Daughter of the Regiment: Memoirs of a Childhood in the Frontier Army, 1879-1898 by Mary Leefe Laurence; edited by Thomas T. Smith is Mary Leefe Laurence’s autobiography of her childhood as the daughter of an infantry officer who served in the U. S. Army from 1862 until 1901. As a child, Ms. Laurence lived at eleven different Army installations, most of them frontier posts in Texas and Kansas. She writes affectionately of her time at each installation, the challenges of moving frequently, and the young officers and enlisted men who coddled her as a child. She corroborates numerous aspects of life in the U.S. Army in the late 1800’s, including the notoriously slow promotion rates for officers and the old Army custom that permitted newly arriving officers to displace a lower-ranking officer’s family from their post quarters simply by virtue of seniority.

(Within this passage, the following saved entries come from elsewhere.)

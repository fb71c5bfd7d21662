// News widget controller.
// Fetches the selected feed through the conversion service and manages the
// user-extensible feed list.

use serde::{Deserialize, Serialize};

use crate::error::{DeckError, Result};
use crate::refresh::RefreshSlot;
use crate::sources::SourceClient;
use crate::sources::news::FeedItem;
use crate::store::Store;

/// How many items of a feed are rendered.
const MAX_ITEMS: usize = 6;

/// A selectable feed, persisted in the `newsFeeds` list.
#[derive(Debug, Clone, PartialEq, Eq, Serialize, Deserialize)]
pub struct FeedDescriptor {
    pub name: String,
    pub url: String,
}

pub fn default_feeds() -> Vec<FeedDescriptor> {
    vec![
        FeedDescriptor {
            name: "Google News".to_string(),
            url: "https://news.google.com/rss?hl=en-US&gl=US&ceid=US:en".to_string(),
        },
        FeedDescriptor {
            name: "Hacker News".to_string(),
            url: "https://news.ycombinator.com/rss".to_string(),
        },
        FeedDescriptor {
            name: "BBC World".to_string(),
            url: "http://feeds.bbci.co.uk/news/world/rss.xml".to_string(),
        },
    ]
}

/// News panel state.
#[derive(Debug)]
pub struct NewsWidget {
    pub feeds: Vec<FeedDescriptor>,
    /// URL of the selected feed; part of the cache key.
    pub selected: String,
    pub slot: RefreshSlot,
}

impl NewsWidget {
    pub fn load(store: &Store) -> Self {
        let feeds = store.get("newsFeeds", default_feeds());
        let first_url = feeds
            .first()
            .map(|feed| feed.url.clone())
            .unwrap_or_default();
        let selected = store.get("newsFeedSelected", first_url);
        Self {
            feeds,
            selected,
            slot: RefreshSlot::new(),
        }
    }

    pub fn cache_key(&self) -> String {
        format!("newscache:{}", self.selected)
    }

    /// Index of the selected feed in the list, if it is still listed.
    pub fn selected_index(&self) -> Option<usize> {
        self.feeds.iter().position(|feed| feed.url == self.selected)
    }

    /// Display name of the selected feed.
    pub fn selected_name(&self) -> &str {
        self.selected_index()
            .map(|i| self.feeds[i].name.as_str())
            .unwrap_or(self.selected.as_str())
    }

    /// Select the next/previous feed in the list and persist the choice.
    /// Returns true when the selection actually changed.
    pub fn select_offset(&mut self, store: &Store, offset: isize) -> bool {
        if self.feeds.is_empty() {
            return false;
        }
        let current = self.selected_index().unwrap_or(0) as isize;
        let next = (current + offset).rem_euclid(self.feeds.len() as isize) as usize;
        let url = self.feeds[next].url.clone();
        if url == self.selected {
            return false;
        }
        self.selected = url;
        store.set("newsFeedSelected", &self.selected);
        true
    }

    /// Add a custom feed URL, persist the list, and select it.
    /// The display name is the URL stripped of its scheme and leading `www.`.
    pub fn add_feed(&mut self, store: &Store, url: &str) {
        let url = url.trim();
        if url.is_empty() {
            return;
        }
        self.feeds.push(FeedDescriptor {
            name: display_name(url),
            url: url.to_string(),
        });
        store.set("newsFeeds", &self.feeds);
        self.selected = url.to_string();
        store.set("newsFeedSelected", &self.selected);
    }
}

fn display_name(url: &str) -> String {
    let stripped = url
        .strip_prefix("https://")
        .or_else(|| url.strip_prefix("http://"))
        .unwrap_or(url);
    stripped
        .strip_prefix("www.")
        .unwrap_or(stripped)
        .to_string()
}

/// The news lookup, cloneable into a spawned refresh task.
#[derive(Debug, Clone)]
pub struct NewsLookup {
    client: SourceClient,
}

impl NewsLookup {
    pub fn new(client: SourceClient) -> Self {
        Self { client }
    }

    /// Fetch and render the selected feed. Every failure mode, including an
    /// empty feed, surfaces as the generic `NewsUnavailable`.
    pub async fn fetch(&self, feed_url: &str) -> Result<String> {
        self.fetch_inner(feed_url)
            .await
            .map_err(|_| DeckError::NewsUnavailable)
    }

    async fn fetch_inner(&self, feed_url: &str) -> Result<String> {
        let response = self.client.fetch_feed(feed_url).await?;
        if response.items.is_empty() {
            return Err(DeckError::EmptyFeed);
        }
        Ok(render_items(&response.items))
    }
}

fn render_items(items: &[FeedItem]) -> String {
    items
        .iter()
        .take(MAX_ITEMS)
        .map(|item| {
            let byline = item.byline();
            if byline.is_empty() {
                format!("• {}\n  {}", item.title, item.link)
            } else {
                format!("• {}\n  {}  {}", item.title, byline, item.link)
            }
        })
        .collect::<Vec<_>>()
        .join("\n")
}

Ms. Laurence wrote her manuscript during the mid-1940’s but it languished in oblivion until it was discovered in the early 1990’s by Lieutenant Colonel (LTC) Thomas Smith, a U.S. Military Academy history professor who found it while he was rummaging through a stack of documents awaiting cataloging at West Point. Preparing the manuscript for publication was apparently a labor of love for LTC Smith, who, in addition to an excellent introduction, wrote almost 50 pages of highly detailed end notes and a very extensive bibliography. When he corrects or questions some of the factual assertions made by Ms. Laurence, he seems apologetic in doing so.
I generally dislike reading a book with my right index finger constantly sandwiched in the back of the book for end notes, but I would have not recommended this book without them.